Мистер Филип Астлей обратил свой трубный глас к мальчику, который не съежился при его звуках, как сделал это при виде нахмуренных бровей и горящих глаз мистера Блейка. Он был привычен к громкому голосу Филипа Астлея.

– Почему ты таскаешь за собой это бревно, мой друг?

– Потому что вы привязали меня к нему, сэр, – ответил мальчик.

– Ну, вы слышали? – обратился в поисках поддержки к толпе мистер Блейк.

Филип Астлей снова поднял руку.

– А почему я тебя к нему привязал, Дейви?

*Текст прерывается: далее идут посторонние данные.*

//! Lazy decoding of a "ZRDL" byte slice (spec §4.2, §6, §7). Decoding
//! validates structure and cross-references (string/blob indices) as it
//! goes; any malformed reference yields a `Format` error carrying the byte
//! offset of the bad field, never a panic or out-of-bounds read.

use crate::drawlist::blitter::Blitter;
use crate::drawlist::format::{align8, CursorShape, Header, ImageFit, ImageFormat, ImageProtocol, OpCode, HEADER_LEN};
use crate::error::{ZuiError, ZuiResult};
use crate::style::{Attrs, Color, Link, TextStyle, UnderlineStyle};

/// Sentinel meaning "absent" for an optional string-arena reference, matching
/// `drawlist::builder`'s encoding of `set-link(null)` and cleared style links.
const NO_STRING: u32 = u32::MAX;

#[derive(Debug, Clone, PartialEq)]
pub enum DrawCommand<'a> {
    Clear { color: Color },
    FillRect { x: u16, y: u16, w: u16, h: u16, color: Color },
    DrawText { x: u16, y: u16, text: &'a str, style: TextStyle },
    DrawTextRun { x: u16, y: u16, segments: Vec<(&'a str, TextStyle)> },
    PushClip { x: u16, y: u16, w: u16, h: u16 },
    PopClip,
    SetCursor { x: u16, y: u16, shape: CursorShape, visible: bool, blink: bool },
    HideCursor,
    SetLink { uri: Option<&'a str>, id: Option<&'a str> },
    DrawCanvas { x: u16, y: u16, w: u16, h: u16, pixels: &'a [u8], blitter: Blitter, px_w: Option<u16>, px_h: Option<u16> },
    #[allow(clippy::too_many_arguments)]
    DrawImage {
        x: u16,
        y: u16,
        w: u16,
        h: u16,
        pixels: &'a [u8],
        format: ImageFormat,
        protocol: ImageProtocol,
        z: i8,
        fit: ImageFit,
        image_id: u32,
        px_w: Option<u16>,
        px_h: Option<u16>,
    },
}

pub struct Decoder<'a> {
    bytes: &'a [u8],
    header: Header,
    strings: Vec<&'a str>,
    blobs: Vec<&'a [u8]>,
}

impl<'a> Decoder<'a> {
    pub fn new(bytes: &'a [u8]) -> ZuiResult<Self> {
        let header = Header::from_bytes(bytes)?;
        let strings = Self::parse_strings(bytes, &header)?;
        let blobs = Self::parse_blobs(bytes, &header)?;
        Ok(Self { bytes, header, strings, blobs })
    }

    fn parse_strings(bytes: &'a [u8], header: &Header) -> ZuiResult<Vec<&'a str>> {
        let start = header.string_arena_offset as usize;
        let len = header.string_arena_len as usize;
        let arena = bytes
            .get(start..start + len)
            .ok_or_else(|| ZuiError::format(start, "string arena out of bounds"))?;
        let mut strings = Vec::new();
        let mut cursor = 0usize;
        while cursor < arena.len() {
            let len_bytes = arena
                .get(cursor..cursor + 4)
                .ok_or_else(|| ZuiError::format(start + cursor, "truncated string length prefix"))?;
            let slen = u32::from_le_bytes(len_bytes.try_into().unwrap()) as usize;
            cursor += 4;
            let sbytes = arena
                .get(cursor..cursor + slen)
                .ok_or_else(|| ZuiError::format(start + cursor, "truncated string bytes"))?;
            let s = std::str::from_utf8(sbytes).map_err(|_| ZuiError::format(start + cursor, "string is not valid utf-8"))?;
            strings.push(s);
            cursor += slen;
        }
        Ok(strings)
    }

    fn parse_blobs(bytes: &'a [u8], header: &Header) -> ZuiResult<Vec<&'a [u8]>> {
        let start = header.blob_arena_offset as usize;
        let len = header.blob_arena_len as usize;
        let arena = bytes.get(start..start + len).ok_or_else(|| ZuiError::format(start, "blob arena out of bounds"))?;
        let mut blobs = Vec::new();
        let mut cursor = 0usize;
        while cursor < arena.len() {
            let len_bytes = arena
                .get(cursor..cursor + 4)
                .ok_or_else(|| ZuiError::format(start + cursor, "truncated blob length prefix"))?;
            let blen = u32::from_le_bytes(len_bytes.try_into().unwrap()) as usize;
            cursor += 4;
            let bbytes =
                arena.get(cursor..cursor + blen).ok_or_else(|| ZuiError::format(start + cursor, "truncated blob bytes"))?;
            blobs.push(bbytes);
            cursor += blen;
        }
        Ok(blobs)
    }

    #[must_use]
    pub fn header(&self) -> Header {
        self.header
    }

    fn string(&self, idx: u32, offset: usize) -> ZuiResult<&'a str> {
        self.strings.get(idx as usize).copied().ok_or_else(|| ZuiError::format(offset, "string index out of range"))
    }

    fn blob(&self, idx: u32, offset: usize) -> ZuiResult<&'a [u8]> {
        self.blobs.get(idx as usize).copied().ok_or_else(|| ZuiError::format(offset, "blob index out of range"))
    }

    /// Iterate commands lazily; each `next()` call only touches the bytes of
    /// that one command plus whatever string/blob reference it makes.
    #[must_use]
    pub fn commands(&self) -> CommandIter<'a, '_> {
        CommandIter { decoder: self, offset: HEADER_LEN, remaining: self.header.cmd_count }
    }
}

pub struct CommandIter<'a, 'd> {
    decoder: &'d Decoder<'a>,
    offset: usize,
    remaining: u32,
}

impl<'a, 'd> Iterator for CommandIter<'a, 'd> {
    type Item = ZuiResult<DrawCommand<'a>>;

    fn next(&mut self) -> Option<Self::Item> {
        if self.remaining == 0 {
            return None;
        }
        Some(self.decode_one())
    }
}

impl<'a, 'd> CommandIter<'a, 'd> {
    fn decode_one(&mut self) -> ZuiResult<DrawCommand<'a>> {
        let bytes = self.decoder.bytes;
        let start = self.offset;
        let op_byte = *bytes.get(start).ok_or_else(|| ZuiError::format(start, "truncated command opcode"))?;
        let op = OpCode::from_u8(op_byte).ok_or_else(|| ZuiError::format(start, format!("unknown opcode {op_byte}")))?;
        let arg_len = u16::from_le_bytes(
            bytes
                .get(start + 1..start + 3)
                .ok_or_else(|| ZuiError::format(start + 1, "truncated command arg length"))?
                .try_into()
                .unwrap(),
        ) as usize;
        let args_start = start + 3;
        let args = bytes
            .get(args_start..args_start + arg_len)
            .ok_or_else(|| ZuiError::format(args_start, "truncated command args"))?;

        let cmd = match op {
            OpCode::Clear => DrawCommand::Clear { color: read_color(args, args_start)? },
            OpCode::FillRect => {
                let (x, y, w, h) = read_rect(args, args_start)?;
                DrawCommand::FillRect { x, y, w, h, color: read_color(&args[8..], args_start + 8)? }
            }
            OpCode::DrawText => {
                let x = read_u16(args, 0, args_start)?;
                let y = read_u16(args, 2, args_start)?;
                let string_idx = read_u32(args, 4, args_start)?;
                let style_bytes =
                    args.get(8..32).ok_or_else(|| ZuiError::format(args_start + 8, "truncated style block"))?;
                let text = self.decoder.string(string_idx, args_start + 4)?;
                let style = self.decode_style(style_bytes, args_start + 8)?;
                DrawCommand::DrawText { x, y, text, style }
            }
            OpCode::DrawTextRun => {
                let x = read_u16(args, 0, args_start)?;
                let y = read_u16(args, 2, args_start)?;
                let blob_id = read_u32(args, 4, args_start)?;
                let blob = self.decoder.blob(blob_id, args_start + 4)?;
                let count = u32::from_le_bytes(
                    blob.get(0..4).ok_or_else(|| ZuiError::format(0, "truncated text-run segment count"))?.try_into().unwrap(),
                ) as usize;
                let mut segments = Vec::with_capacity(count);
                let mut cursor = 4usize;
                for _ in 0..count {
                    let seg =
                        blob.get(cursor..cursor + 28).ok_or_else(|| ZuiError::format(cursor, "truncated text-run segment"))?;
                    let text_idx = u32::from_le_bytes(seg[0..4].try_into().unwrap());
                    let style = self.decode_style(&seg[4..28], cursor + 4)?;
                    let text = self.decoder.string(text_idx, cursor)?;
                    segments.push((text, style));
                    cursor += 28;
                }
                DrawCommand::DrawTextRun { x, y, segments }
            }
            OpCode::PushClip => {
                let (x, y, w, h) = read_rect(args, args_start)?;
                DrawCommand::PushClip { x, y, w, h }
            }
            OpCode::PopClip => DrawCommand::PopClip,
            OpCode::SetCursor => {
                let x = read_u16(args, 0, args_start)?;
                let y = read_u16(args, 2, args_start)?;
                let shape_byte = *args.get(4).ok_or_else(|| ZuiError::format(args_start + 4, "truncated cursor shape"))?;
                let shape = CursorShape::from_u8(shape_byte)
                    .ok_or_else(|| ZuiError::format(args_start + 4, format!("unknown cursor shape {shape_byte}")))?;
                let visible = *args.get(5).ok_or_else(|| ZuiError::format(args_start + 5, "truncated cursor visible flag"))? != 0;
                let blink = *args.get(6).ok_or_else(|| ZuiError::format(args_start + 6, "truncated cursor blink flag"))? != 0;
                DrawCommand::SetCursor { x, y, shape, visible, blink }
            }
            OpCode::HideCursor => DrawCommand::HideCursor,
            OpCode::SetLink => {
                let uri_idx = read_u32(args, 0, args_start)?;
                let id_idx = read_u32(args, 4, args_start)?;
                let uri = if uri_idx == NO_STRING { None } else { Some(self.decoder.string(uri_idx, args_start)?) };
                let id = if id_idx == NO_STRING { None } else { Some(self.decoder.string(id_idx, args_start + 4)?) };
                DrawCommand::SetLink { uri, id }
            }
            OpCode::DrawCanvas => {
                let (x, y, w, h) = read_rect(args, args_start)?;
                let blob_id = read_u32(args, 8, args_start)?;
                let blitter_byte = *args.get(12).ok_or_else(|| ZuiError::format(args_start + 12, "truncated blitter tag"))?;
                let blitter = Blitter::from_u8(blitter_byte)
                    .ok_or_else(|| ZuiError::format(args_start + 12, format!("unknown blitter tag {blitter_byte}")))?;
                let presence = *args.get(13).ok_or_else(|| ZuiError::format(args_start + 13, "truncated presence flags"))?;
                let px_w_raw = read_u16(args, 14, args_start)?;
                let px_h_raw = read_u16(args, 16, args_start)?;
                let px_w = (presence & 0b01 != 0).then_some(px_w_raw);
                let px_h = (presence & 0b10 != 0).then_some(px_h_raw);
                let pixels = self.decoder.blob(blob_id, args_start + 8)?;
                DrawCommand::DrawCanvas { x, y, w, h, pixels, blitter, px_w, px_h }
            }
            OpCode::DrawImage => {
                let (x, y, w, h) = read_rect(args, args_start)?;
                let blob_id = read_u32(args, 8, args_start)?;
                let format_byte = *args.get(12).ok_or_else(|| ZuiError::format(args_start + 12, "truncated image format"))?;
                let format = ImageFormat::from_u8(format_byte)
                    .ok_or_else(|| ZuiError::format(args_start + 12, format!("unknown image format {format_byte}")))?;
                let protocol_byte = *args.get(13).ok_or_else(|| ZuiError::format(args_start + 13, "truncated image protocol"))?;
                let protocol = ImageProtocol::from_u8(protocol_byte)
                    .ok_or_else(|| ZuiError::format(args_start + 13, format!("unknown image protocol {protocol_byte}")))?;
                let fit_byte = *args.get(14).ok_or_else(|| ZuiError::format(args_start + 14, "truncated image fit"))?;
                let fit = ImageFit::from_u8(fit_byte)
                    .ok_or_else(|| ZuiError::format(args_start + 14, format!("unknown image fit {fit_byte}")))?;
                #[allow(clippy::cast_possible_wrap)]
                let z = *args.get(15).ok_or_else(|| ZuiError::format(args_start + 15, "truncated image z"))? as i8;
                let image_id = read_u32(args, 16, args_start)?;
                let presence = *args.get(20).ok_or_else(|| ZuiError::format(args_start + 20, "truncated presence flags"))?;
                let px_w_raw = read_u16(args, 21, args_start)?;
                let px_h_raw = read_u16(args, 23, args_start)?;
                let px_w = (presence & 0b01 != 0).then_some(px_w_raw);
                let px_h = (presence & 0b10 != 0).then_some(px_h_raw);
                let pixels = self.decoder.blob(blob_id, args_start + 8)?;
                DrawCommand::DrawImage { x, y, w, h, pixels, format, protocol, z, fit, image_id, px_w, px_h }
            }
        };

        self.offset = align8(args_start + arg_len);
        self.remaining -= 1;
        Ok(cmd)
    }

    /// Unpack a 24-byte style block, resolving its interned `link.uri`/`.id`
    /// string indices (spec §3 "background color and underline style/color
    /// are wire-level style attributes").
    fn decode_style(&self, bytes: &[u8], base_offset: usize) -> ZuiResult<TextStyle> {
        let attrs = Attrs::from_bits_truncate(read_u16(bytes, 0, base_offset)?);
        let underline_byte = *bytes.get(2).ok_or_else(|| ZuiError::format(base_offset + 2, "truncated underline style"))?;
        let underline_style = decode_underline_style(underline_byte, base_offset + 2)?;
        let presence = *bytes.get(3).ok_or_else(|| ZuiError::format(base_offset + 3, "truncated presence flags"))?;
        let color_packed = read_u32(bytes, 4, base_offset)?;
        let bg_packed = read_u32(bytes, 8, base_offset)?;
        let underline_color_packed = read_u32(bytes, 12, base_offset)?;
        let uri_idx = read_u32(bytes, 16, base_offset)?;
        let id_idx = read_u32(bytes, 20, base_offset)?;

        let color = (presence & 0b0001 != 0).then(|| color_from_packed(color_packed));
        let bg = (presence & 0b0010 != 0).then(|| color_from_packed(bg_packed));
        let underline_color = (presence & 0b0100 != 0).then(|| color_from_packed(underline_color_packed));
        let link = if presence & 0b1000 != 0 {
            let uri = self.decoder.string(uri_idx, base_offset + 16)?.to_string();
            let id = if id_idx == NO_STRING { None } else { Some(self.decoder.string(id_idx, base_offset + 20)?.to_string()) };
            Some(Link { uri, id })
        } else {
            None
        };

        Ok(TextStyle { color, bg, attrs, underline_style, underline_color, link })
    }
}

fn read_u16(args: &[u8], at: usize, base_offset: usize) -> ZuiResult<u16> {
    args.get(at..at + 2)
        .ok_or_else(|| ZuiError::format(base_offset + at, "truncated u16 field"))
        .map(|b| u16::from_le_bytes(b.try_into().unwrap()))
}

fn read_u32(args: &[u8], at: usize, base_offset: usize) -> ZuiResult<u32> {
    args.get(at..at + 4)
        .ok_or_else(|| ZuiError::format(base_offset + at, "truncated u32 field"))
        .map(|b| u32::from_le_bytes(b.try_into().unwrap()))
}

fn read_rect(args: &[u8], base_offset: usize) -> ZuiResult<(u16, u16, u16, u16)> {
    Ok((read_u16(args, 0, base_offset)?, read_u16(args, 2, base_offset)?, read_u16(args, 4, base_offset)?, read_u16(args, 6, base_offset)?))
}

fn read_color(args: &[u8], base_offset: usize) -> ZuiResult<Color> {
    let packed = read_u32(args, 0, base_offset)?;
    Ok(color_from_packed(packed))
}

fn color_from_packed(packed: u32) -> Color {
    Color::Rgb((packed >> 16) as u8, (packed >> 8) as u8, packed as u8)
}

fn decode_underline_style(byte: u8, offset: usize) -> ZuiResult<UnderlineStyle> {
    Ok(match byte {
        0 => UnderlineStyle::Straight,
        1 => UnderlineStyle::Double,
        2 => UnderlineStyle::Curly,
        3 => UnderlineStyle::Dotted,
        4 => UnderlineStyle::Dashed,
        other => return Err(ZuiError::format(offset, format!("unknown underline style {other}"))),
    })
}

– Чтобы я привык к нему, сэр. Для представления.

– А что это за представление?

– Представление, сэр. «Капризы Арлекина».

– А какую роль ты исполняешь в этом представлении, которое, кстати, станет гвоздем новой программы, а роль Арлекина в ней будет исполнять Джон Астлей?

Филип Астлей не мог противиться искушению сделать рекламу новой постановке и последнее свое замечание обратил к толпе.

– Заключенного, сэр.

– А что ты делаешь сейчас, Дейви?

– Репетирую, сэр.

– Он репетирует, – повторил Филип Астлей, с торжествующим выражением на лице снова поворачиваясь к мистеру Блейку, который продолжал смотреть на него гневным взглядом.

– Как видите, сэр, он всего лишь репетирует роль. Он играет. А вам, сэр, это должно быть понятно, как никому другому. Ведь вы гравер, сэр, верно? Художник? Я видел ваши работы, они прекрасны, восхитительны. Вы видите самоё главное, сэр. Самую суть вещей.

По виду мистера Блейка было видно, что он не хочет поддаваться на эту лесть, но тем не менее поддается.

– Ведь вы творец, сэр, не правда ли? – продолжал Филип Астлей. – Вы рисуете реальные вещи, но ваши рисунки, ваши гравировки не есть сами эти вещи, верно? Они – иллюзии. Я думаю, несмотря на все наши различия…

Он скосил взгляд на черный плащ мистера Блейка, который выглядел простовато рядом с его красным плащом со сверкающими медными пуговицами, ежедневно начищаемыми его племянницами.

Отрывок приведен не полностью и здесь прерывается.